Consistent with KRS 342.730(6)’s purpose, the words “[a]ll income benefits otherwise payable” allow a credit against future as well as past-due income benefits due to an overlap with private benefits. In *476order to encourage employers to pay income benefits voluntarily, when liability is clear, employers have been allowed to credit an overpayment of voluntary TTD benefits against past-due but not against future income benefits.5 Although KRS 342.730(6) allows an employer to receive credit for overlapping past-due and future benefits, we are not convinced that it allows an overpayment of voluntary TTD benefits to offset the worker’s future income benefits. We reach that conclusion because although the statute refers to “[a]ll income benefits,” it provides an offset only for “payments” rather than for “all payments” made under an exclusively employer-funded plan. Likewise, it refers to an offset against benefits that are “otherwise payable” rather than benefits that are “paid or payable.”
Stated plainly, KRS 342.730(6) entitles an employer to credit disability or sickness and accident benefits that it funds exclusively against its liability under KRS 342.730(1) for overlapping past-due or future income benefits that are based on the same disability. It does not entitle an employer to credit the overpayment of voluntary income benefits against future income benefits.
UPS and the claimant’s labor union were charged with knowledge of KRS 342.730(6) when they negotiated their agreement concerning Loss of License Insurance.
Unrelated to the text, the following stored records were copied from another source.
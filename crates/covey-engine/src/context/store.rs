//! Per-scope instance store

use crate::factory::ContextualInstanceFactory;
use crate::passivation::PassivationValidator;
use crate::{ContextError, ContextResult};
use covey_sdk::{Contextual, CreationalContext, DefinitionKey, Instance, ScopeKind};
use dashmap::mapref::entry::Entry;
use dashmap::DashMap;
use once_cell::sync::OnceCell;
use parking_lot::RwLock;
use std::fmt;
use std::sync::atomic::{AtomicBool, Ordering};
use std::sync::Arc;
use tracing::{debug, trace, warn};

/// A cached instance together with what is needed to destroy it
#[derive(Clone)]
pub struct InstanceRecord {
    /// Definition the instance was created from
    pub definition: Arc<dyn Contextual>,
    /// The instance as handed out
    pub instance: Instance,
    /// Creational context the instance was created under
    pub context: Arc<CreationalContext>,
}

impl fmt::Debug for InstanceRecord {
    fn fmt(&self, f: &mut fmt::Formatter<'_>) -> fmt::Result {
        f.debug_struct("InstanceRecord")
            .field("definition", &self.definition.name())
            .field("context", &self.context.id())
            .finish()
    }
}

/// Instance cache of one scope
///
/// Lookups and creation run concurrently; [`destroy_all`](Self::destroy_all)
/// waits for them and excludes new ones while it drains the store. Shared
/// acquisitions are recursive because creating a bean may look up other beans
/// of the same scope, so a waiting `destroy_all` does not hold back new
/// readers: under steady lookup traffic teardown waits until the store goes
/// quiet. When two callers race to create the same bean, the first stored
/// instance wins and both callers receive it.
///
/// Once marked passivation-capable, the store validates every definition it
/// creates on a miss with the validator it was marked with.
pub struct ScopeStore {
    scope: ScopeKind,
    factory: Arc<ContextualInstanceFactory>,
    active: AtomicBool,
    passivation: OnceCell<PassivationValidator>,
    gate: RwLock<()>,
    entries: DashMap<DefinitionKey, InstanceRecord>,
}

impl ScopeStore {
    /// Create an inactive, empty store for `scope`
    pub fn new(scope: ScopeKind, factory: Arc<ContextualInstanceFactory>) -> Self {
        Self {
            scope,
            factory,
            active: AtomicBool::new(false),
            passivation: OnceCell::new(),
            gate: RwLock::new(()),
            entries: DashMap::new(),
        }
    }

    /// Scope this store caches
    pub fn scope(&self) -> &ScopeKind {
        &self.scope
    }

    /// Check if the store is active
    pub fn is_active(&self) -> bool {
        self.active.load(Ordering::Acquire)
    }

    /// Activate or deactivate the store
    pub fn set_active(&self, active: bool) {
        self.active.store(active, Ordering::Release);
        debug!(scope = %self.scope, active, "scope store activation changed");
    }

    fn check_active(&self) -> ContextResult<()> {
        if self.is_active() {
            Ok(())
        } else {
            Err(ContextError::NotActive {
                scope: self.scope.clone(),
            })
        }
    }

    /// Get the cached instance of `definition` without creating one
    pub fn get(&self, definition: &Arc<dyn Contextual>) -> ContextResult<Option<Instance>> {
        self.check_active()?;
        let _gate = self.gate.read_recursive();
        Ok(self
            .entries
            .get(&DefinitionKey::of(definition))
            .map(|record| Arc::clone(&record.instance)))
    }

    /// Get the cached instance of `definition`, creating it on a miss
    ///
    /// Without a creational context a miss returns `Ok(None)` and nothing is
    /// created. Dependent definitions are created on every call and never
    /// stored.
    #[tracing::instrument(level = "debug", skip_all, fields(scope = %self.scope, bean = definition.name()))]
    pub fn get_or_create(
        &self,
        definition: &Arc<dyn Contextual>,
        ctx: Option<&Arc<CreationalContext>>,
    ) -> ContextResult<Option<Instance>> {
        self.check_active()?;
        let _gate = self.gate.read_recursive();

        let key = DefinitionKey::of(definition);
        let dependent = definition.scope().is_dependent();

        if !dependent {
            if let Some(record) = self.entries.get(&key) {
                trace!("cache hit");
                return Ok(Some(Arc::clone(&record.instance)));
            }
        }

        let ctx = match ctx {
            Some(ctx) => ctx,
            None => return Ok(None),
        };

        if !dependent {
            if let Some(validator) = self.passivation.get() {
                validator.validate(definition.as_ref())?;
            }
        }

        let instance = match self.factory.create(definition, ctx)? {
            Some(instance) => instance,
            None => return Ok(None),
        };

        if dependent {
            return Ok(Some(instance));
        }

        match self.entries.entry(key) {
            Entry::Occupied(existing) => {
                debug!("instance created concurrently, discarding duplicate");
                Ok(Some(Arc::clone(&existing.get().instance)))
            }
            Entry::Vacant(slot) => {
                slot.insert(InstanceRecord {
                    definition: Arc::clone(definition),
                    instance: Arc::clone(&instance),
                    context: Arc::clone(ctx),
                });
                debug!("instance cached");
                Ok(Some(instance))
            }
        }
    }

    /// Drop the cached instance of `definition` without destroying it
    pub fn remove(&self, definition: &Arc<dyn Contextual>) -> Option<Instance> {
        let _gate = self.gate.read_recursive();
        self.entries
            .remove(&DefinitionKey::of(definition))
            .map(|(_, record)| record.instance)
    }

    /// Destroy every cached instance and empty the store
    ///
    /// The store is drained under the exclusive gate; teardown runs after the
    /// gate is released. Each record is torn down even if an earlier one
    /// failed, and the first failure is returned.
    #[tracing::instrument(level = "debug", skip_all, fields(scope = %self.scope))]
    pub fn destroy_all(&self) -> ContextResult<()> {
        let records: Vec<InstanceRecord> = {
            let _gate = self.gate.write();
            let keys: Vec<DefinitionKey> = self.entries.iter().map(|entry| *entry.key()).collect();
            keys.into_iter()
                .filter_map(|key| self.entries.remove(&key).map(|(_, record)| record))
                .collect()
        };

        if records.is_empty() {
            return Ok(());
        }
        debug!(count = records.len(), "destroying scope instances");

        let mut first_error = None;
        for record in records {
            if let Err(err) =
                self.factory
                    .destroy(&record.definition, &record.instance, &record.context)
            {
                warn!(bean = record.definition.name(), error = %err, "instance teardown failed");
                first_error.get_or_insert(err);
            }
        }

        match first_error {
            Some(err) => Err(err),
            None => Ok(()),
        }
    }

    /// Number of cached instances
    pub fn len(&self) -> usize {
        self.entries.len()
    }

    /// Check if the store holds no instances
    pub fn is_empty(&self) -> bool {
        self.entries.is_empty()
    }

    /// Check if an instance of `definition` is cached
    pub fn contains(&self, definition: &Arc<dyn Contextual>) -> bool {
        self.entries.contains_key(&DefinitionKey::of(definition))
    }

    /// Copy of every record currently held
    pub fn snapshot(&self) -> Vec<InstanceRecord> {
        let _gate = self.gate.read_recursive();
        self.entries
            .iter()
            .map(|entry| entry.value().clone())
            .collect()
    }

    /// Validate every cached definition and mark the store passivation-capable
    ///
    /// Fails with [`ContextError::Configuration`] on the first definition that
    /// breaks the passivation rules; the store is left unmarked. The check and
    /// the mark happen under the exclusive gate, so no creation can slip in
    /// between them. Later misses are validated with the first validator the
    /// store was marked with.
    ///
    /// Must not be called while creating a bean of this store.
    pub fn mark_passivation_capable(&self, validator: &PassivationValidator) -> ContextResult<()> {
        let _gate = self.gate.write();
        for entry in self.entries.iter() {
            validator.validate(entry.value().definition.as_ref())?;
        }
        if self.passivation.set(validator.clone()).is_ok() {
            debug!(scope = %self.scope, "scope store marked passivation capable");
        }
        Ok(())
    }

    /// Check if the store was marked passivation-capable
    pub fn is_passivation_capable(&self) -> bool {
        self.passivation.get().is_some()
    }
}

impl fmt::Debug for ScopeStore {
    fn fmt(&self, f: &mut fmt::Formatter<'_>) -> fmt::Result {
        f.debug_struct("ScopeStore")
            .field("scope", &self.scope)
            .field("active", &self.is_active())
            .field("entries", &self.entries.len())
            .finish()
    }
}
//! Error types for definition lifecycle hooks

/// Failure raised by a definition's produce/inject/post-construct/pre-destroy/destroy hook.
///
/// The engine never inspects or rewraps these; they reach the caller unmodified.
pub type HookError = Box<dyn std::error::Error + Send + Sync + 'static>;

/// Result type for lifecycle hooks
pub type HookResult<T> = Result<T, HookError>;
The agreement did not contain an internal offset for workers’ compensation benefits but also did not contain a statement indicating that plan benefits were intended entirely as a supplement to workers’ compensation. We conclude, therefore, that KRS 342.730(6) entitled UPS to credit Loss of License benefits against its liability for benefits otherwise payable under KRS 342.730(1) to the extent that the two benefits overlapped because Loss of License benefits were funded exclusively by the employer; they covered the same disability for which the claimant received benefits under KRS 342.730(1); and they were not offset under the plan based on his receipt of workers’ compensation benefits.
The Loss of License benefit to which the parties agreed exceeded the claimant’s benefit under KRS 342.730(1) during the weeks that they overlapped. KRS 342.730(6) entitled UPS to credit overlapping Loss of License benefits against the TTD benefits that were otherwise payable, but it did not entitle UPS to take credit for the contractual excess. Having failed to credit the private benefits when making TTD payments, UPS was entitled to credit the overpayment of TTD against past-due benefits, if any, but was not entitled to take credit against its liability for future partial disability benefits.
The decision of the Court of Appeals is hereby affirmed in part and reversed in part and this claim is remanded to the ALJ to award the appropriate credit.
All sitting. MINTON, C.J.; ABRAMSON, CUNNINGHAM, SCHRODER, and VENTERS, JJ., concur. SCOTT, J., dissents by separate opinion in which NOBLE, J., joins.. 906 S.W.2d 353 (Ky.1995).
. Id. at 356.
. 952 S.W.2d 696, 698-700 (Ky.1997) (overruling Beth-Elkhorn Corp. v. Lucas, 670 S.W.2d 480 (Ky.App.1983), and Conkwright v. Rockwell International, 920 S.W.2d 90 (Ky.App.1996).
. KRS 446.080.
. See, for example, Triangle Insulation and Sheet Metal Co. v. Stratemeyer, 782 S.W.2d 628 (Ky.1990) (entire overpayment of TTD may be credited but only against past-due benefits).